Many variables, inflation, foreign exchange rates and so on. It used to be backed by the Gold standard but that was discontinued The value of the dollar has steadily declined to less than 5% of what is worth back in the 1700's. The only measurable worth today is to look at the foreign exchange rate and that changes every day.
 
A dollar is an intangible unit of account, store of value and medium of exchange.


So it's nothing at all? Who decides how much 'value' each one stores? It's not the average man buying and selling goods with them, since we have no way of knowing how many more dollars will be printed or magically typed into an account tomorrow. If we can't really know how rare a dollar is, can we know how valuable it is?

Again, is their manufacture tied to any objective measure of the value they're supposed to represent? Is it tied to anything objective at all?

The dollar is not tied to anything tangible. But many things are intangible. Much of society and value is based on intangibles, such as trust and confidence. If we didn't have trust and confidence, then the economy would collapse. The dollar is similar. It would collapse if people lost confidence in it. What is the value of gold? Gold has no intrinsic value either. It only has value because people believe it has value. Much of economics is like that.
 
Last edited:
Dollar = whatever it happens to buy.

- Bernanke.

The one guy who was not supposed to say it got it right :cuckoo:
 
The dollar, in indeed all specie, is an agreed upon representation of worth.

It is nothing more than a mutually agreed-upon delusion of worth.

And its worth depends entirely upon the mutually agreement.

So it's nothing at all? Who decides how much 'value' each one stores?

Collectively, the market decides its "value".

The dollar is worth the aggregate TRUST the people have in it.
 
  • Thread starter
  • Banned
  • #9
How can the market decide the value of something when its number can be suddenly increased at any time? When the Fed generates new money out of thin air, how can the market know how many 'dollars' are supposed to exist and account for monetary inflation when determining the value thereof?
 
How can the market decide the value of something when its number can be suddenly increased at any time? When the Fed generates new money out of thin air, how can the market know how many 'dollars' are supposed to exist and account for monetary inflation when determining the value thereof?

Well, it is all speculation. The market THRUSTS the fed. Currently the dollar is worth whatever it buys - but that may drop in the future.

If you don't thrust the fed you abandon your dollars.

If the chairman of the fed says dollar is whatever it happens to buy it's time to abandon them.

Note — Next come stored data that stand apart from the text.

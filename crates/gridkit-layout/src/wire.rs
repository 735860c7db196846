//! Template store wire format.
//!
//! The store keeps a per-breakpoint list of grid items. Items carry only
//! geometry, a title and the `static` lock flag; the widget type is encoded
//! in the id prefix (`"{widget_type}#{unique}"`) and widget config is not
//! persisted.

use serde::{Deserialize, Serialize};

use crate::breakpoint::Breakpoint;

/// One grid item as stored remotely
#[derive(Debug, Clone, PartialEq, Eq, Serialize, Deserialize)]
#[serde(rename_all = "camelCase")]
pub struct WireItem {
    /// Item id, `"{widget_type}#{unique}"`
    pub i: String,
    pub x: u32,
    pub y: u32,
    pub w: u32,
    pub h: u32,
    #[serde(default)]
    pub title: String,
    /// Lock flag, named after the grid library's `static` property
    #[serde(rename = "static", default, skip_serializing_if = "std::ops::Not::not")]
    pub is_static: bool,
    #[serde(default, skip_serializing_if = "Option::is_none")]
    pub min_w: Option<u32>,
    #[serde(default, skip_serializing_if = "Option::is_none")]
    pub max_w: Option<u32>,
    #[serde(default, skip_serializing_if = "Option::is_none")]
    pub min_h: Option<u32>,
    #[serde(default, skip_serializing_if = "Option::is_none")]
    pub max_h: Option<u32>,
}

impl WireItem {
    /// Geometry-only item, as emitted by the grid after a drag or resize
    pub fn new(i: impl Into<String>, x: u32, y: u32, w: u32, h: u32) -> Self {
        Self {
            i: i.into(),
            x,
            y,
            w,
            h,
            title: String::new(),
            is_static: false,
            min_w: None,
            max_w: None,
            min_h: None,
            max_h: None,
        }
    }
}

/// Breakpoint-keyed item lists.
///
/// A full config has every key present. The same type doubles as the partial
/// patch payload, in which only changed breakpoints are present.
#[derive(Debug, Clone, Default, PartialEq, Eq, Serialize, Deserialize)]
pub struct TemplateConfig {
    #[serde(default, skip_serializing_if = "Option::is_none")]
    pub xl: Option<Vec<WireItem>>,
    #[serde(default, skip_serializing_if = "Option::is_none")]
    pub lg: Option<Vec<WireItem>>,
    #[serde(default, skip_serializing_if = "Option::is_none")]
    pub md: Option<Vec<WireItem>>,
    #[serde(default, skip_serializing_if = "Option::is_none")]
    pub sm: Option<Vec<WireItem>>,
}

/// Patch payload containing only the breakpoints that changed
pub type PartialTemplateConfig = TemplateConfig;

impl TemplateConfig {
    /// Items for a breakpoint, if that key is present
    pub fn get(&self, breakpoint: Breakpoint) -> Option<&[WireItem]> {
        self.slot(breakpoint).as_deref()
    }

    /// Set the items for a breakpoint
    pub fn set(&mut self, breakpoint: Breakpoint, items: Vec<WireItem>) {
        *self.slot_mut(breakpoint) = Some(items);
    }

    /// Breakpoints present in this config, widest first
    pub fn breakpoints(&self) -> Vec<Breakpoint> {
        Breakpoint::ALL
            .into_iter()
            .filter(|bp| self.slot(*bp).is_some())
            .collect()
    }

    pub fn is_empty(&self) -> bool {
        self.breakpoints().is_empty()
    }

    fn slot(&self, breakpoint: Breakpoint) -> &Option<Vec<WireItem>> {
        match breakpoint {
            Breakpoint::Xl => &self.xl,
            Breakpoint::Lg => &self.lg,
            Breakpoint::Md => &self.md,
            Breakpoint::Sm => &self.sm,
        }
    }

    fn slot_mut(&mut self, breakpoint: Breakpoint) -> &mut Option<Vec<WireItem>> {
        match breakpoint {
            Breakpoint::Xl => &mut self.xl,
            Breakpoint::Lg => &mut self.lg,
            Breakpoint::Md => &mut self.md,
            Breakpoint::Sm => &mut self.sm,
        }
    }
}

#[cfg(test)]
mod tests {
    use super::*;
    use serde_json::json;

    #[test]
    fn test_wire_item_field_names() {
        let mut item = WireItem::new("chart#1", 0, 2, 1, 3);
        item.is_static = true;
        item.max_h = Some(6);
        let value = serde_json::to_value(&item).unwrap();
        assert_eq!(
            value,
            json!({"i": "chart#1", "x": 0, "y": 2, "w": 1, "h": 3, "title": "", "static": true, "maxH": 6})
        );
    }

    #[test]
    fn test_wire_item_ignores_grid_only_fields() {
        let item: WireItem = serde_json::from_value(json!({
            "i": "a#1", "x": 1, "y": 0, "w": 2, "h": 2, "moved": false, "isDraggable": true
        }))
        .unwrap();
        assert_eq!(item, WireItem::new("a#1", 1, 0, 2, 2));
    }

    #[test]
    fn test_partial_config_omits_missing_breakpoints() {
        let mut partial = PartialTemplateConfig::default();
        assert!(partial.is_empty());
        partial.set(Breakpoint::Md, vec![WireItem::new("a#1", 0, 0, 1, 1)]);

        let value = serde_json::to_value(&partial).unwrap();
        let keys: Vec<&String> = value.as_object().unwrap().keys().collect();
        assert_eq!(keys, vec!["md"]);
        assert_eq!(partial.breakpoints(), vec![Breakpoint::Md]);
        assert!(partial.get(Breakpoint::Xl).is_none());
    }
}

The market can know how many dollars fed "prints" as it's official info (or is it? - it should be - here in europe it is) anyway there is at least some sort of figure at shadowstats, if not officlal. Also the market is not concerned how much they print but how much the expected value of the dollar is. The market of course doesn't know what the value of the dollar is in the future any more than it knows what's the price of old chair in the future. It's speculation.
 
Last edited:
How can the market decide the value of something when its number can be suddenly increased at any time?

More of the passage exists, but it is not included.